A investigação interna de um crime, mesmo que ocorrido no ambiente de trabalho, extravasa o limite do poder diretivo do empregador e configura dano moral. O entendimento é da 6ª Turma do TRT-SP (Tribunal Regional do Trabalho do São Paulo) que condenou a Fischer Agroindústria a indenizar em R$ 4.907,40 um funcionário que foi submetido a investigação por suspeita de furto. Da decisão cabe recurso ao TST.
De acordo com a assessoria do tribunal paulista, o funcionário ingressou na Justiça solicitando o pagamento de indenização por danos morais. Segundo o trabalhador, a empresa possuía câmeras para monitoramento de segurança patrimonial, que constrangiam "àqueles que operam no ambiente, por haver a sensação incômoda de estarem sendo observados".
O ex-funcionário alegou também ter sido submetido a uma investigação ilegal por suspeita de furto de um notebook.
Na primeira instância, a ação movida pelo funcionário foi julgada improcedente. O trabalhador recorreu da decisão ao TRT-SP, que reformou a sentença e condenou a empresa a indenizar o trabalhador em R$ 4.907,40, por danos morais.

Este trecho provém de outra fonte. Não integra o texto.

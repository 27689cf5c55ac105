//! Q8.8 fixed-point values as they are written into the lookup table.

use std::fmt;

/// Number of fractional bits in a table value.
pub const FRACTION_BITS: u32 = 8;

/// Scale applied to a real value before truncation (`1 << FRACTION_BITS`).
pub const SCALE: f64 = 256.0;

/// A 16-bit fixed-point table entry.
///
/// The full 32-bit pattern of the truncated integer is kept, and only the low 16 bits are
/// displayed. For anything that fits in an `i16` this is the ordinary two's-complement Q8.8
/// encoding. Larger magnitudes silently lose their upper bits, and magnitudes beyond the range
/// of an `i32` saturate because of how Rust casts floats to integers.
#[derive(Debug, Copy, Clone, Eq, PartialEq, Hash, Default)]
#[repr(transparent)]
pub struct Fxp16(u32);

impl Fxp16 {
    /// Convert a real value to its table encoding.
    ///
    /// The value is scaled by [`SCALE`], truncated toward zero to an `i32` and then the bits of
    /// that integer are reinterpreted as a `u32`. The reinterpretation goes through the byte
    /// representation so it is a pure bit cast and never a numeric conversion.
    pub fn from_real(value: f64) -> Self {
        let truncated = (value * SCALE) as i32;
        Self(u32::from_ne_bytes(truncated.to_ne_bytes()))
    }

    /// Build an entry from an already-computed 32-bit pattern.
    #[inline]
    pub const fn from_raw(raw: u32) -> Self {
        Self(raw)
    }

    /// The full 32-bit pattern of the truncated integer.
    #[inline]
    pub const fn raw(self) -> u32 {
        self.0
    }

    /// The low 16 bits, which is all that ends up in the table.
    #[inline]
    pub const fn low_bits(self) -> u16 {
        (self.0 & 0xFFFF) as u16
    }

    /// True if the truncated integer is representable in 16 signed bits, i.e. the displayed
    /// value loses nothing.
    pub const fn fits_i16(self) -> bool {
        let signed = i32::from_ne_bytes(self.0.to_ne_bytes());
        signed >= i16::MIN as i32 && signed <= i16::MAX as i32
    }
}

impl fmt::LowerHex for Fxp16 {
    fn fmt(&self, f: &mut fmt::Formatter<'_>) -> fmt::Result {
        fmt::LowerHex::fmt(&self.low_bits(), f)
    }
}

impl fmt::Display for Fxp16 {
    /// Writes the entry as it appears in a `dw` directive, e.g. `0xf000`.
    fn fmt(&self, f: &mut fmt::Formatter<'_>) -> fmt::Result {
        write!(f, "0x{:04x}", self.low_bits())
    }
}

O relator do processo no tribunal, Antero Arantes Martins, entendeu que "a investigação de crime é de competência privativa do Estado, através do departamento policial competente". Para ele, interrogar um empregado por suspeita de um crime extravasa o limite do poder diretivo do empregador.
"Principalmente se este interrogatório ocorre de forma individual, em sala apartada, onde o empregado não pode contar com testemunhas sobre a forma que foi tratado e nem se valer da companhia de advogado que lhe assegure o respeito às condições mínimas de dignidade humana", afirmou Martins em seu voto, acompanhado pelos demais desembargadores.